RECORDED INFORMATION
════════════════

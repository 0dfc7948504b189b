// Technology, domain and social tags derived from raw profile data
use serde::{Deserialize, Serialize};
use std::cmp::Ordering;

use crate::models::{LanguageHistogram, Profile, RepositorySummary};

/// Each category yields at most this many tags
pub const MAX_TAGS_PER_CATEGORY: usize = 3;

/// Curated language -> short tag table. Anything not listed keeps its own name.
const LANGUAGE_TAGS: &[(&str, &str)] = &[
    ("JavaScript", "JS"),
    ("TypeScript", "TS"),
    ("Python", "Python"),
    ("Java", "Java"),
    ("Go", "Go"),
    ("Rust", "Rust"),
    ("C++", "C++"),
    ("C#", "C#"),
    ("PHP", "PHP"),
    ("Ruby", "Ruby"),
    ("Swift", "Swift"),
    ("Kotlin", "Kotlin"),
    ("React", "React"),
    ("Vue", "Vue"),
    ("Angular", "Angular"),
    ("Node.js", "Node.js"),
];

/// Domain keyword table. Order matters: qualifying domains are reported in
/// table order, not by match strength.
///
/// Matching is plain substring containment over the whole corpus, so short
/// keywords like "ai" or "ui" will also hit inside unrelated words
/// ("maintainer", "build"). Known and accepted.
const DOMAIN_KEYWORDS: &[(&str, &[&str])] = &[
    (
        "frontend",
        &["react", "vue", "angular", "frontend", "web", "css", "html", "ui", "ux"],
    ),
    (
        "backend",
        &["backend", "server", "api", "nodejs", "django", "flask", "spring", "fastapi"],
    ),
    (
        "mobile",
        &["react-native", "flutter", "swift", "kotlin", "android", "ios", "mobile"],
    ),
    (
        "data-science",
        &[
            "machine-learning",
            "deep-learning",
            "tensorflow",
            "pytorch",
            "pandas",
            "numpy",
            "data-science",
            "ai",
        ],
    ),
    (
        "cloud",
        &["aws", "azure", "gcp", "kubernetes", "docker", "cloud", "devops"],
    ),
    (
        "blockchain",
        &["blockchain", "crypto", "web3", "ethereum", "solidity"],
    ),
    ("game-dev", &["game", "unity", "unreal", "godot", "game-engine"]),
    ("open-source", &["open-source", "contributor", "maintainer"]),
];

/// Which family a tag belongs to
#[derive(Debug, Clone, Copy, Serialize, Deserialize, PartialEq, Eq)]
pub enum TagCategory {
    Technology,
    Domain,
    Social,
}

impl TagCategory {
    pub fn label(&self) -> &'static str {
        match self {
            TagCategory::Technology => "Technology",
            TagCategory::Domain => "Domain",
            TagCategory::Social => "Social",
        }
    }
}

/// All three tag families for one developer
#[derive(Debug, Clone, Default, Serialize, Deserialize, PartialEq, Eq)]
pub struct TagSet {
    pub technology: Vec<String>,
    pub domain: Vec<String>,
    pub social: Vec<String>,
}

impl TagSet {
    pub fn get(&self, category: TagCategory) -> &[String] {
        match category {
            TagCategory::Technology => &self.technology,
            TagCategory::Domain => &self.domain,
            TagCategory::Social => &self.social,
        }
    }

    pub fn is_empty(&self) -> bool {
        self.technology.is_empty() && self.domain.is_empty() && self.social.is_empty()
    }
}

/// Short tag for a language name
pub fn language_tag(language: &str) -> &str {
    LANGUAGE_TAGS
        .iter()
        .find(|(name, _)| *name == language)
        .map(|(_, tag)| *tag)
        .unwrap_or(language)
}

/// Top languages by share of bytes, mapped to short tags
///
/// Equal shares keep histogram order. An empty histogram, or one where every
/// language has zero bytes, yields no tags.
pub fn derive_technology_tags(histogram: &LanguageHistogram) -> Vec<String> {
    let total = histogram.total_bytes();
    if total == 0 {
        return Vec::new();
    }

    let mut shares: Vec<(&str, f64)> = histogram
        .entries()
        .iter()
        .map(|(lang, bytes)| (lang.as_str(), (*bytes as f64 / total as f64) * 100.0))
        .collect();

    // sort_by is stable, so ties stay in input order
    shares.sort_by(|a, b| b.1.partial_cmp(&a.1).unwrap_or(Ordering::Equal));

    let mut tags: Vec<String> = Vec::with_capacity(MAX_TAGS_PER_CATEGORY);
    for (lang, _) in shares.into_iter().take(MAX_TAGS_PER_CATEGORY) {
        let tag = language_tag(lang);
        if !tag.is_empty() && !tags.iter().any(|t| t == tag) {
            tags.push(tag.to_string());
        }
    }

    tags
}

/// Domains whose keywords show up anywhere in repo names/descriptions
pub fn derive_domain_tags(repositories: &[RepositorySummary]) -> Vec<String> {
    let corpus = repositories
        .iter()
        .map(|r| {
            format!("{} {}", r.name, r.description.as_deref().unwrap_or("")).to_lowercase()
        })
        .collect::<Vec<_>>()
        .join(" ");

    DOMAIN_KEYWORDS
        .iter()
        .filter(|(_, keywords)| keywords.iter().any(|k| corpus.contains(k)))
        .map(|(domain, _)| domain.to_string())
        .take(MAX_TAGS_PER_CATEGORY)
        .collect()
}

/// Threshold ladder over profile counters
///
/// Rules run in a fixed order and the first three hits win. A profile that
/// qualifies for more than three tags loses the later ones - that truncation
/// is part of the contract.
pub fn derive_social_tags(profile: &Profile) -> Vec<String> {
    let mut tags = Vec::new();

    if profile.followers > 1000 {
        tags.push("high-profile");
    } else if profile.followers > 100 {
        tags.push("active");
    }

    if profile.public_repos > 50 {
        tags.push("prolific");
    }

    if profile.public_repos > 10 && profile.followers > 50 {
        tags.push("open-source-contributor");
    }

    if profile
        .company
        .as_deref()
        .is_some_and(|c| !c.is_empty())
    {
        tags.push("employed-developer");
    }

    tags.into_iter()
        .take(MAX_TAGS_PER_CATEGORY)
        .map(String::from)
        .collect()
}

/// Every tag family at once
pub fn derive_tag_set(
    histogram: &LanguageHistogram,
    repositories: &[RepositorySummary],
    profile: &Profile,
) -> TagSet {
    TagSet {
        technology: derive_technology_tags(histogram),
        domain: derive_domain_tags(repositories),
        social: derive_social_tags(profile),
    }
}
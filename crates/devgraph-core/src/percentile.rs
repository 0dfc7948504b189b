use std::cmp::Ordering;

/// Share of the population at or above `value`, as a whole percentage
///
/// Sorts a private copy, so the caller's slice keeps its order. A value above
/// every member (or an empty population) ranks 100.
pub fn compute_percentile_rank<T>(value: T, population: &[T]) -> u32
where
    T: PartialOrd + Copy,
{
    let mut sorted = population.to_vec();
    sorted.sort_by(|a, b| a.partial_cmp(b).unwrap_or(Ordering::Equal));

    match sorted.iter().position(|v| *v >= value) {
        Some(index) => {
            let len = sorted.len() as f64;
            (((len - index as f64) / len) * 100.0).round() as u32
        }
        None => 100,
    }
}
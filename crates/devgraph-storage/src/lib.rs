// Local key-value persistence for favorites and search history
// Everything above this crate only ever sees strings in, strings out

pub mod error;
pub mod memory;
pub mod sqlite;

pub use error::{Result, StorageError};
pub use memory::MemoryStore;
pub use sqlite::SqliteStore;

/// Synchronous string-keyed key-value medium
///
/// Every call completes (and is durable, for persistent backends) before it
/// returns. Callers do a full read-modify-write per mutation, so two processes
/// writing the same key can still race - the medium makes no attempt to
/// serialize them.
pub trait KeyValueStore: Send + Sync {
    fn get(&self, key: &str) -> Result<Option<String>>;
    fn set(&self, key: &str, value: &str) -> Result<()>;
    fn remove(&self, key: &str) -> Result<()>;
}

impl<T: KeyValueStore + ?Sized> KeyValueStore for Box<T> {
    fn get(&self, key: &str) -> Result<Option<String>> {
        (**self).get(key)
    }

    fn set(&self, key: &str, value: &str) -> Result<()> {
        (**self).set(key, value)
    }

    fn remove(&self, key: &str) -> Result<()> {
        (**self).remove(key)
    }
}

════════════════

TASK
Repeat the whole listing exactly, with no omissions.

WORKED SOLUTION
repository 0dfc7948504b189b
// Technology, domain and social tags derived from raw profile data
use serde::{Deserialize, Serialize};
use std::cmp::Ordering;

use crate::models::{LanguageHistogram, Profile, RepositorySummary};

/// Each category yields at most this many tags
pub const MAX_TAGS_PER_CATEGORY: usize = 3;

/// Curated language -> short tag table. Anything not listed keeps its own name.
const LANGUAGE_TAGS: &[(&str, &str)] = &[
    ("JavaScript", "JS"),
    ("TypeScript", "TS"),
    ("Python", "Python"),
    ("Java", "Java"),
    ("Go", "Go"),
    ("Rust", "Rust"),
    ("C++", "C++"),
    ("C#", "C#"),
    ("PHP", "PHP"),
    ("Ruby", "Ruby"),
    ("Swift", "Swift"),
    ("Kotlin", "Kotlin"),
    ("React", "React"),
    ("Vue", "Vue"),
    ("Angular", "Angular"),
    ("Node.js", "Node.js"),
];

/// Domain keyword table. Order matters: qualifying domains are reported in
/// table order, not by match strength.
///
/// Matching is plain substring containment over the whole corpus, so short
/// keywords like "ai" or "ui" will also hit inside unrelated words
/// ("maintainer", "build"). Known and accepted.
const DOMAIN_KEYWORDS: &[(&str, &[&str])] = &[
    (
        "frontend",
        &["react", "vue", "angular", "frontend", "web", "css", "html", "ui", "ux"],
    ),
    (
        "backend",
        &["backend", "server", "api", "nodejs", "django", "flask", "spring", "fastapi"],
    ),
    (
        "mobile",
        &["react-native", "flutter", "swift", "kotlin", "android", "ios", "mobile"],
    ),
    (
        "data-science",
        &[
            "machine-learning",
            "deep-learning",
            "tensorflow",
            "pytorch",
            "pandas",
            "numpy",
            "data-science",
            "ai",
        ],
    ),
    (
        "cloud",
        &["aws", "azure", "gcp", "kubernetes", "docker", "cloud", "devops"],
    ),
    (
        "blockchain",
        &["blockchain", "crypto", "web3", "ethereum", "solidity"],
    ),
    ("game-dev", &["game", "unity", "unreal", "godot", "game-engine"]),
    ("open-source", &["open-source", "contributor", "maintainer"]),
];

/// Which family a tag belongs to
#[derive(Debug, Clone, Copy, Serialize, Deserialize, PartialEq, Eq)]
pub enum TagCategory {
    Technology,
    Domain,
    Social,
}

impl TagCategory {
    pub fn label(&self) -> &'static str {
        match self {
            TagCategory::Technology => "Technology",
            TagCategory::Domain => "Domain",
            TagCategory::Social => "Social",
        }
    }
}

/// All three tag families for one developer
#[derive(Debug, Clone, Default, Serialize, Deserialize, PartialEq, Eq)]
pub struct TagSet {
    pub technology: Vec<String>,
    pub domain: Vec<String>,
    pub social: Vec<String>,
}

impl TagSet {
    pub fn get(&self, category: TagCategory) -> &[String] {
        match category {
            TagCategory::Technology => &self.technology,
            TagCategory::Domain => &self.domain,
            TagCategory::Social => &self.social,
        }
    }

    pub fn is_empty(&self) -> bool {
        self.technology.is_empty() && self.domain.is_empty() && self.social.is_empty()
    }
}

/// Short tag for a language name
pub fn language_tag(language: &str) -> &str {
    LANGUAGE_TAGS
        .iter()
        .find(|(name, _)| *name == language)
        .map(|(_, tag)| *tag)
        .unwrap_or(language)
}

/// Top languages by share of bytes, mapped to short tags
///
/// Equal shares keep histogram order. An empty histogram, or one where every
/// language has zero bytes, yields no tags.
pub fn derive_technology_tags(histogram: &LanguageHistogram) -> Vec<String> {
    let total = histogram.total_bytes();
    if total == 0 {
        return Vec::new();
    }

    let mut shares: Vec<(&str, f64)> = histogram
        .entries()
        .iter()
        .map(|(lang, bytes)| (lang.as_str(), (*bytes as f64 / total as f64) * 100.0))
        .collect();

    // sort_by is stable, so ties stay in input order
    shares.sort_by(|a, b| b.1.partial_cmp(&a.1).unwrap_or(Ordering::Equal));

    let mut tags: Vec<String> = Vec::with_capacity(MAX_TAGS_PER_CATEGORY);
    for (lang, _) in shares.into_iter().take(MAX_TAGS_PER_CATEGORY) {
        let tag = language_tag(lang);
        if !tag.is_empty() && !tags.iter().any(|t| t == tag) {
            tags.push(tag.to_string());
        }
    }

    tags
}

/// Domains whose keywords show up anywhere in repo names/descriptions
pub fn derive_domain_tags(repositories: &[RepositorySummary]) -> Vec<String> {
    let corpus = repositories
        .iter()
        .map(|r| {
            format!("{} {}", r.name, r.description.as_deref().unwrap_or("")).to_lowercase()
        })
        .collect::<Vec<_>>()
        .join(" ");

    DOMAIN_KEYWORDS
        .iter()
        .filter(|(_, keywords)| keywords.iter().any(|k| corpus.contains(k)))
        .map(|(domain, _)| domain.to_string())
        .take(MAX_TAGS_PER_CATEGORY)
        .collect()
}

/// Threshold ladder over profile counters
///
/// Rules run in a fixed order and the first three hits win. A profile that
/// qualifies for more than three tags loses the later ones - that truncation
/// is part of the contract.
pub fn derive_social_tags(profile: &Profile) -> Vec<String> {
    let mut tags = Vec::new();

    if profile.followers > 1000 {
        tags.push("high-profile");
    } else if profile.followers > 100 {
        tags.push("active");
    }

    if profile.public_repos > 50 {
        tags.push("prolific");
    }

    if profile.public_repos > 10 && profile.followers > 50 {
        tags.push("open-source-contributor");
    }

    if profile
        .company
        .as_deref()
        .is_some_and(|c| !c.is_empty())
    {
        tags.push("employed-developer");
    }

    tags.into_iter()
        .take(MAX_TAGS_PER_CATEGORY)
        .map(String::from)
        .collect()
}

/// Every tag family at once
pub fn derive_tag_set(
    histogram: &LanguageHistogram,
    repositories: &[RepositorySummary],
    profile: &Profile,
) -> TagSet {
    TagSet {
        technology: derive_technology_tags(histogram),
        domain: derive_domain_tags(repositories),
        social: derive_social_tags(profile),
    }
}
filename crates/devgraph-core/src/percentile.rs
repository 0dfc7948504b189b
use std::cmp::Ordering;

/// Share of the population at or above `value`, as a whole percentage
///
/// Sorts a private copy, so the caller's slice keeps its order. A value above
/// every member (or an empty population) ranks 100.
pub fn compute_percentile_rank<T>(value: T, population: &[T]) -> u32
where
    T: PartialOrd + Copy,
{
    let mut sorted = population.to_vec();
    sorted.sort_by(|a, b| a.partial_cmp(b).unwrap_or(Ordering::Equal));

    match sorted.iter().position(|v| *v >= value) {
        Some(index) => {
            let len = sorted.len() as f64;
            (((len - index as f64) / len) * 100.0).round() as u32
        }
        None => 100,
    }
}
filename crates/devgraph-storage/src/lib.rs
// Local key-value persistence for favorites and search history
// Everything above this crate only ever sees strings in, strings out

pub mod error;
pub mod memory;
pub mod sqlite;

pub use error::{Result, StorageError};
pub use memory::MemoryStore;
pub use sqlite::SqliteStore;

/// Synchronous string-keyed key-value medium
///
/// Every call completes (and is durable, for persistent backends) before it
/// returns. Callers do a full read-modify-write per mutation, so two processes
/// writing the same key can still race - the medium makes no attempt to
/// serialize them.
pub trait KeyValueStore: Send + Sync {
    fn get(&self, key: &str) -> Result<Option<String>>;
    fn set(&self, key: &str, value: &str) -> Result<()>;
    fn remove(&self, key: &str) -> Result<()>;
}

impl<T: KeyValueStore + ?Sized> KeyValueStore for Box<T> {
    fn get(&self, key: &str) -> Result<Option<String>> {
        (**self).get(key)
    }

    fn set(&self, key: &str, value: &str) -> Result<()> {
        (**self).set(key, value)
    }

    fn remove(&self, key: &str) -> Result<()> {
        (**self).remove(key)
    }
}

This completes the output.